The senior García is enthusiastic about Bierzo's prospects. "From these
high-altitude, hillside, broken-slate vineyards it is possible to make
wines with great style and personality," he asserts. "There is an
explosion of quality wines from Bierzo and emerging single vineyard
pagos [that are] comparable to the great northern Rhône Valley cru
vineyards in Hermitage and Côte-Rôtie."
Another name consumers will be hearing quite a lot about is the
aforementioned Raúl Pérez, who makes compelling wines in Bierzo and is
also the consulting enologist for several Galician wineries, among them
Alguiera, which is shipping its top-notch Ribeira Sacra wine to the
United States this fall. "Ribeira Sacra, Vinos del Cielo" (wines of
heaven) reads a sign overlooking a heavenly view of perhaps the most
strikingly dramatic and stunningly beautiful wine region in the world
(from a photo-journalist fresh off a visit to Portugal's Douro River
Valley, this is not hyperbole).
The sign is also a tie-in to the origin of the region's name, which
comes from the profusion of ancient sacred (sacra) monasteries and
churches that dot this region.
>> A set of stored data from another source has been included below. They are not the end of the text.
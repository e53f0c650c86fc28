use wgpu::util::DeviceExt;

use crate::error::RenderResult;

#[repr(C)]
#[derive(Debug, Clone, Copy, bytemuck::Pod, bytemuck::Zeroable)]
pub struct Vertex {
    pub position: [f32; 2],
}

impl Vertex {
    const ATTRIBUTES: [wgpu::VertexAttribute; 1] = wgpu::vertex_attr_array![0 => Float32x2];

    pub fn layout() -> wgpu::VertexBufferLayout<'static> {
        wgpu::VertexBufferLayout {
            array_stride: std::mem::size_of::<Vertex>() as wgpu::BufferAddress,
            step_mode: wgpu::VertexStepMode::Vertex,
            attributes: &Self::ATTRIBUTES,
        }
    }
}

/// Clip-space quad covering the whole surface.
pub const QUAD_VERTICES: &[Vertex] = &[
    Vertex { position: [-1.0, -1.0] },
    Vertex { position: [1.0, -1.0] },
    Vertex { position: [1.0, 1.0] },
    Vertex { position: [-1.0, 1.0] },
];

pub const QUAD_INDICES: &[u16] = &[0, 1, 2, 0, 2, 3];

pub struct VertexBuffer(wgpu::Buffer);

impl VertexBuffer {
    pub fn init_immediate<'label>(
        device: &wgpu::Device,
        content: &[u8],
        label: Option<&'label str>,
    ) -> Self {
        let init_descriptor = wgpu::util::BufferInitDescriptor {
            label,
            contents: content,
            usage: wgpu::BufferUsages::VERTEX,
        };
        let buffer = device.create_buffer_init(&init_descriptor);
        Self(buffer)
    }

    pub fn buffer(&self) -> &wgpu::Buffer {
        &self.0
    }
}

pub struct IndexBuffer {
    buffer: wgpu::Buffer,
    format: wgpu::IndexFormat,
}

impl IndexBuffer {
    pub fn init_immediate_u16<'label>(
        device: &wgpu::Device,
        content: &[u16],
        label: Option<&'label str>,
    ) -> Self {
        let init_descriptor = wgpu::util::BufferInitDescriptor {
            label,
            contents: bytemuck::cast_slice(content),
            usage: wgpu::BufferUsages::INDEX,
        };
        let buffer = device.create_buffer_init(&init_descriptor);
        Self {
            buffer,
            format: wgpu::IndexFormat::Uint16,
        }
    }

    pub fn buffer(&self) -> &wgpu::Buffer {
        &self.buffer
    }

    pub fn format(&self) -> wgpu::IndexFormat {
        self.format
    }

    pub fn count(&self) -> u32 {
        (self.buffer.size() / Self::format_size(self.format) as u64) as u32
    }

    /// Return the index byte size from the index format
    #[inline(always)]
    pub fn format_size(format: wgpu::IndexFormat) -> u8 {
        match format {
            wgpu::IndexFormat::Uint16 => 2,
            wgpu::IndexFormat::Uint32 => 4,
        }
    }
}

#[repr(C)]
#[derive(Debug, Clone, Copy, bytemuck::Pod, bytemuck::Zeroable)]
struct PresentUniforms {
    width: u32,
    height: u32,
    _padding: [u32; 2],
}

/// Draws the converged image onto the window surface.
pub struct PresentPipeline {
    pipeline: wgpu::RenderPipeline,
    bind_group_layout: wgpu::BindGroupLayout,
    uniform_buffer: wgpu::Buffer,
    vertex_buffer: VertexBuffer,
    index_buffer: IndexBuffer,
}

impl PresentPipeline {
    pub fn new(device: &wgpu::Device, surface_format: wgpu::TextureFormat) -> Self {
        let shader = device.create_shader_module(wgpu::include_wgsl!("asset/shader/present.wgsl"));

        let vertex_buffer = VertexBuffer::init_immediate(
            device,
            bytemuck::cast_slice(QUAD_VERTICES),
            Some("Present Vertex Buffer"),
        );
        let index_buffer =
            IndexBuffer::init_immediate_u16(device, QUAD_INDICES, Some("Present Index Buffer"));

        let uniform_buffer = device.create_buffer(&wgpu::BufferDescriptor {
            label: Some("Present Uniform Buffer"),
            size: std::mem::size_of::<PresentUniforms>() as u64,
            usage: wgpu::BufferUsages::UNIFORM | wgpu::BufferUsages::COPY_DST,
            mapped_at_creation: false,
        });

        let bind_group_layout = device.create_bind_group_layout(&wgpu::BindGroupLayoutDescriptor {
            entries: &[
                wgpu::BindGroupLayoutEntry {
                    binding: 0,
                    visibility: wgpu::ShaderStages::FRAGMENT,
                    ty: wgpu::BindingType::Buffer {
                        ty: wgpu::BufferBindingType::Storage { read_only: true },
                        has_dynamic_offset: false,
                        min_binding_size: None,
                    },
                    count: None,
                },
                wgpu::BindGroupLayoutEntry {
                    binding: 1,
                    visibility: wgpu::ShaderStages::FRAGMENT,
                    ty: wgpu::BindingType::Buffer {
                        ty: wgpu::BufferBindingType::Uniform,
                        has_dynamic_offset: false,
                        min_binding_size: None,
                    },
                    count: None,
                },
            ],
            label: Some("present_bind_group_layout"),
        });

        let layout = device.create_pipeline_layout(&wgpu::PipelineLayoutDescriptor {
            label: Some("Present Pipeline Layout"),
            bind_group_layouts: &[&bind_group_layout],
            push_constant_ranges: &[],
        });

        let pipeline = device.create_render_pipeline(&wgpu::RenderPipelineDescriptor {
            label: Some("Present Pipeline"),
            layout: Some(&layout),
            vertex: wgpu::VertexState {
                module: &shader,
                entry_point: "vs_main",
                buffers: &[Vertex::layout()],
            },
            fragment: Some(wgpu::FragmentState {
                module: &shader,
                entry_point: "fs_main",
                targets: &[Some(wgpu::ColorTargetState {
                    format: surface_format,
                    blend: Some(wgpu::BlendState::REPLACE),
                    write_mask: wgpu::ColorWrites::ALL,
                })],
            }),
            primitive: wgpu::PrimitiveState {
                topology: wgpu::PrimitiveTopology::TriangleList,
                strip_index_format: None,
                front_face: wgpu::FrontFace::Ccw,
                cull_mode: None,
                polygon_mode: wgpu::PolygonMode::Fill,
                unclipped_depth: false,
                conservative: false,
            },
            depth_stencil: None,
            multisample: wgpu::MultisampleState {
                count: 1,
                mask: !0,
                alpha_to_coverage_enabled: false,
            },
            multiview: None,
        });

        Self {
            pipeline,
            bind_group_layout,
            uniform_buffer,
            vertex_buffer,
            index_buffer,
        }
    }

    pub fn present(
        &self,
        device: &wgpu::Device,
        queue: &wgpu::Queue,
        surface: &wgpu::Surface,
        converged: &wgpu::Buffer,
        width: u32,
        height: u32,
    ) -> RenderResult<()> {
        let output = surface.get_current_texture()?;
        let view = output
            .texture
            .create_view(&wgpu::TextureViewDescriptor::default());

        queue.write_buffer(
            &self.uniform_buffer,
            0,
            bytemuck::bytes_of(&PresentUniforms {
                width,
                height,
                _padding: [0; 2],
            }),
        );

        let bind_group = device.create_bind_group(&wgpu::BindGroupDescriptor {
            layout: &self.bind_group_layout,
            entries: &[
                wgpu::BindGroupEntry {
                    binding: 0,
                    resource: converged.as_entire_binding(),
                },
                wgpu::BindGroupEntry {
                    binding: 1,
                    resource: self.uniform_buffer.as_entire_binding(),
                },
            ],
            label: Some("present_bind_group"),
        });

        let mut encoder = device.create_command_encoder(&wgpu::CommandEncoderDescriptor {
            label: Some("Present Encoder"),
        });

        {
            let mut render_pass = encoder.begin_render_pass(&wgpu::RenderPassDescriptor {
                label: Some("Present Pass"),
                color_attachments: &[Some(wgpu::RenderPassColorAttachment {
                    view: &view,
                    resolve_target: None,
                    ops: wgpu::Operations {
                        load: wgpu::LoadOp::Clear(wgpu::Color::BLACK),
                        store: true,
                    },
                })],
                depth_stencil_attachment: None,
            });

            render_pass.set_pipeline(&self.pipeline);
            render_pass.set_bind_group(0, &bind_group, &[]);
            render_pass.set_vertex_buffer(0, self.vertex_buffer.buffer().slice(..));
            render_pass.set_index_buffer(
                self.index_buffer.buffer().slice(..),
                self.index_buffer.format(),
            );
            render_pass.draw_indexed(0..self.index_buffer.count(), 0, 0..1);
        }

        queue.submit(std::iter::once(encoder.finish()));
        output.present();

        Ok(())
    }
}

#[cfg(test)]
mod tests {
    use super::*;

    #[test]
    fn quad_indices_reference_existing_vertices() {
        assert!(QUAD_INDICES
            .iter()
            .all(|&i| (i as usize) < QUAD_VERTICES.len()));
        assert_eq!(QUAD_INDICES.len() % 3, 0);
    }

    #[test]
    fn index_format_sizes() {
        assert_eq!(IndexBuffer::format_size(wgpu::IndexFormat::Uint16), 2);
        assert_eq!(IndexBuffer::format_size(wgpu::IndexFormat::Uint32), 4);
    }
}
Some are more than 1,000 years old, and
several are Romanesque churches founded in the 12th and 13th centuries
by Burgundian Cistercian monks, who were the "Johnny Grapevines" of
their epoch. They established vineyards all around France, Spain and
Germany, many of which are still the basis for some of the world's most
famous wines (Clos de Vougeot, Beaumes de Venise and Vega Sicilia to
name but a few). While other grapes are grown here, including minority
red varieties brancellao and merenzao, and the superb white godello,
Ribeira Sacra is the land of mencía par excellence. It's a snake-shaped
DO - still practically unknown in this country - with 3,000 acres
terraced along the spectacular slate-strewn hillsides of the dammed-up
Miño (flowing north-to-south) and Sil (flowing east-to-west) river
valleys. It is shared by the Galician provinces of Lugo in the north and
Ourense in the south, and is divided into five subzones: northernmost
Chantada and Ribeiras do Miño along the Miño, Amandi and Quiroga-Bibei
along the Sil (all four in Lugo province) and Ribeiras do Sil (along the
Ourense portion of the Sil).
Most notable in Ribeira Sacra are its single-row terraces composed of
old vines mencía (with some garnacha tintorera and the white grapes,
albariño and godello mixed in) growing on treacherous slate-strewn
slopes first planted by the Romans 2,000 years ago. These vineyards are
so steep that steel tracks have been placed at strategic points to allow
the grapes to be hauled up, and some, like a Cividade, are so sheerly
pitched and isolated that they can only be reached by boat, on which the
grapes are transported during harvest to the winery.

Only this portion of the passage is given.